| Exercise brief |
Figure out how many lines in the records below hold the string "never". That number alone is the answer.

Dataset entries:

---+---

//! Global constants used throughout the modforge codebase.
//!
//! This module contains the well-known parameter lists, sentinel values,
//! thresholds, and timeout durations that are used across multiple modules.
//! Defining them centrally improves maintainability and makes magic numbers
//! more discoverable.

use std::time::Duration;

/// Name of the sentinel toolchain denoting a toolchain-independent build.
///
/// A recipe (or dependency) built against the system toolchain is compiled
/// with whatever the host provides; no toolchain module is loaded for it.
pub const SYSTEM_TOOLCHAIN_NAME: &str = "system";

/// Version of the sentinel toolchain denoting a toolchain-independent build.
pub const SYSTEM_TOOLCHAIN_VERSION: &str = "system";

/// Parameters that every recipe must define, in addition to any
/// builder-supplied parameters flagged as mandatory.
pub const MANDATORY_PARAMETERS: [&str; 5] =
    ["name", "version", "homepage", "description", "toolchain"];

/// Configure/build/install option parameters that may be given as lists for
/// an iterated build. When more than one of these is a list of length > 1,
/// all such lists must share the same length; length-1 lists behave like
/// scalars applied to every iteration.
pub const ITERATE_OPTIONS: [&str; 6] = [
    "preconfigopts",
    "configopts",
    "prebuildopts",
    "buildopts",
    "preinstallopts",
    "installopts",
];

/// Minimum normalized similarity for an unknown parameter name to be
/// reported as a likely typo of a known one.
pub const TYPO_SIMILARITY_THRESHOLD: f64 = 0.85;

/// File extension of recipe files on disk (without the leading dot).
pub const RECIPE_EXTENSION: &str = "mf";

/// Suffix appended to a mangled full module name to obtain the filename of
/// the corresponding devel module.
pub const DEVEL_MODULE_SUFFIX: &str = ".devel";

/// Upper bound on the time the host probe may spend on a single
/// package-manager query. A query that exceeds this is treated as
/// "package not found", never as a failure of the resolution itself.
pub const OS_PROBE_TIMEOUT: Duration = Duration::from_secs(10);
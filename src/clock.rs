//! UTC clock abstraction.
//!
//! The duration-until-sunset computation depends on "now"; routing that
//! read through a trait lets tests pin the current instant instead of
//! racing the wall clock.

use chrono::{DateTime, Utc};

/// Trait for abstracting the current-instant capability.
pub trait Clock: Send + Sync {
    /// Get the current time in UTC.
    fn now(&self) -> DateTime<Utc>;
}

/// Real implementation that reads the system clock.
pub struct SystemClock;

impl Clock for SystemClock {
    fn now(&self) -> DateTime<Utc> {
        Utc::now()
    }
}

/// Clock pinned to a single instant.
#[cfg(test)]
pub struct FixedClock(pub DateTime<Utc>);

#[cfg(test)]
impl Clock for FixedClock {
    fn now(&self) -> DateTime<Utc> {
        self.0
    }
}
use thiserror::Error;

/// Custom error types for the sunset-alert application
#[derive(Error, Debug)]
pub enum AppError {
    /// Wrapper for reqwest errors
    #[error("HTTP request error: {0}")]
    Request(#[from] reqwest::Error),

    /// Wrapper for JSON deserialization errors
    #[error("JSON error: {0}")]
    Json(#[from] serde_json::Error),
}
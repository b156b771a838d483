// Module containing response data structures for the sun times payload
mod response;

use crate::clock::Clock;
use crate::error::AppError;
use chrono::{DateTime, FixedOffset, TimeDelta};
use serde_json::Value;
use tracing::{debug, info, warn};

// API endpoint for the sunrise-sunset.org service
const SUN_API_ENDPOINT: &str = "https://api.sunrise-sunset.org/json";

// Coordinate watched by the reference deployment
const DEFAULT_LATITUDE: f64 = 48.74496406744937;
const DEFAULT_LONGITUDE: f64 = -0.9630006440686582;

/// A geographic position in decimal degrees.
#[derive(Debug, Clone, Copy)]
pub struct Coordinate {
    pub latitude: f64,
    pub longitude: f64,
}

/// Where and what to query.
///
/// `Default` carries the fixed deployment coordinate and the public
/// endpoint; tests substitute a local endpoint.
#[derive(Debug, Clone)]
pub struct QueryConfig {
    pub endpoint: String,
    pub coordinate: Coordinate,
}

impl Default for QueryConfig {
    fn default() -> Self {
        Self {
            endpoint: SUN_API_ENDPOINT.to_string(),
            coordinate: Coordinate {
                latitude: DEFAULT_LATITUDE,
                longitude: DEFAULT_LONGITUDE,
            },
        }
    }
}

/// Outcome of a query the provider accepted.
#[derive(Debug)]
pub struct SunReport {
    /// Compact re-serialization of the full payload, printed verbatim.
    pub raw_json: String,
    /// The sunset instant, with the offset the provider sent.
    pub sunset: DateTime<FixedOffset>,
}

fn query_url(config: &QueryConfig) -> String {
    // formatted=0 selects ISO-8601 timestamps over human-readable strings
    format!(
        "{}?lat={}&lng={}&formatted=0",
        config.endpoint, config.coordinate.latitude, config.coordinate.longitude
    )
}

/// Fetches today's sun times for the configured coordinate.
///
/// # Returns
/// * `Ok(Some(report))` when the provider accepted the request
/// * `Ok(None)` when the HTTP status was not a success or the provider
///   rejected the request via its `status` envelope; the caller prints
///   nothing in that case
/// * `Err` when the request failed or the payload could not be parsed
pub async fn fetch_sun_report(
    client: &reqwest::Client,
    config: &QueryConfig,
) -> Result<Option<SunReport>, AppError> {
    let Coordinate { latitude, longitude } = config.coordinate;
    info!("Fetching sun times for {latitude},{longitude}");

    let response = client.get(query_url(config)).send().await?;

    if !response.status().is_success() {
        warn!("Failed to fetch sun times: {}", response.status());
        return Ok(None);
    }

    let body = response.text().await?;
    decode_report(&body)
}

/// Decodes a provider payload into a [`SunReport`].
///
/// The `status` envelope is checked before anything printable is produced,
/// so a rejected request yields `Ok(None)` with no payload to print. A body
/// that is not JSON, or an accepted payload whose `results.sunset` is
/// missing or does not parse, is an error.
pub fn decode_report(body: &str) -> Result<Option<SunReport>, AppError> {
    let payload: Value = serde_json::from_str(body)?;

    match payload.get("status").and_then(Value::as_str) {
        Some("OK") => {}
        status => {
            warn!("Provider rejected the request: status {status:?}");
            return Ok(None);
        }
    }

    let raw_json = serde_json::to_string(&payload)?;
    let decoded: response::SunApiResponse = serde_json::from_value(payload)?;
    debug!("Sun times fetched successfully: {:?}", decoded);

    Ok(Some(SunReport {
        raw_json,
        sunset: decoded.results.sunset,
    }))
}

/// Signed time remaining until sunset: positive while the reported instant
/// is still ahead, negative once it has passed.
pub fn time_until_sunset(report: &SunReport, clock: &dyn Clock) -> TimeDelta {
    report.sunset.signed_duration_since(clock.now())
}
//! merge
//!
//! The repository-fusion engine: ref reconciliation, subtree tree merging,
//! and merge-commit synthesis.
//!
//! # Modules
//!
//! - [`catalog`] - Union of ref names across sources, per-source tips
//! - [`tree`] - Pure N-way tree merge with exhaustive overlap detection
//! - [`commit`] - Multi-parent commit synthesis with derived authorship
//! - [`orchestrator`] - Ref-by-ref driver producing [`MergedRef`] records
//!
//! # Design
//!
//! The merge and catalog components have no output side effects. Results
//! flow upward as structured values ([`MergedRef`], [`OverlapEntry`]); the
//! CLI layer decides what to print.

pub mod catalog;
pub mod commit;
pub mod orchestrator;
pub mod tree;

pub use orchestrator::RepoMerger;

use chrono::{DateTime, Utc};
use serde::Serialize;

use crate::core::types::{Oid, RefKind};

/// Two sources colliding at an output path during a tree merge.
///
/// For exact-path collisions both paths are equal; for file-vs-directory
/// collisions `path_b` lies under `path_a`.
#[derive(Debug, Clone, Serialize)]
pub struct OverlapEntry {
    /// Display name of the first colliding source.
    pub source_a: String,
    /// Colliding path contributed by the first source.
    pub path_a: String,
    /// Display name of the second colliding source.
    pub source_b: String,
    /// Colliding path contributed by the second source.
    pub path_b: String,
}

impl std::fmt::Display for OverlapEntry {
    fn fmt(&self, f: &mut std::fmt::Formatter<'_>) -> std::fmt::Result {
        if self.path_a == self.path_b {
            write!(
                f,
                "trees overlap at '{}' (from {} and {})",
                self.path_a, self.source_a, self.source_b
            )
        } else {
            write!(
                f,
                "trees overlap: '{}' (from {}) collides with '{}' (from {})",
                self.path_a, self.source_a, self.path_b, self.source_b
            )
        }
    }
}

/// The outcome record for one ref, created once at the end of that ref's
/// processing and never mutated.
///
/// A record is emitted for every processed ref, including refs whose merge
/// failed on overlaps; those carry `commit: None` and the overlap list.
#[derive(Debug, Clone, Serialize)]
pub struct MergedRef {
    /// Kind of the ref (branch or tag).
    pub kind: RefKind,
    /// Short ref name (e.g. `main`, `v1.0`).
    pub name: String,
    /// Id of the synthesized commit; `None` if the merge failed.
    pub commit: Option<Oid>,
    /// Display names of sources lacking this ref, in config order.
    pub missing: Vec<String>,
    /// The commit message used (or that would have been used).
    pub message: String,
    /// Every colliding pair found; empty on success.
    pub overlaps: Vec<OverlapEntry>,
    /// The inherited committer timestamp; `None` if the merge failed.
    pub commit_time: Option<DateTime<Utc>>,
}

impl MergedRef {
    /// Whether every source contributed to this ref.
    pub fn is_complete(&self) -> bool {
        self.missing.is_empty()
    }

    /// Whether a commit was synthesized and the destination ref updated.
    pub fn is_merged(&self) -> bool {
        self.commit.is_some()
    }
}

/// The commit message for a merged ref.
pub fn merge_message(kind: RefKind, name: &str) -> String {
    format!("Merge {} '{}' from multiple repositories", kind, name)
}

---+---

| Solution to the problem |
2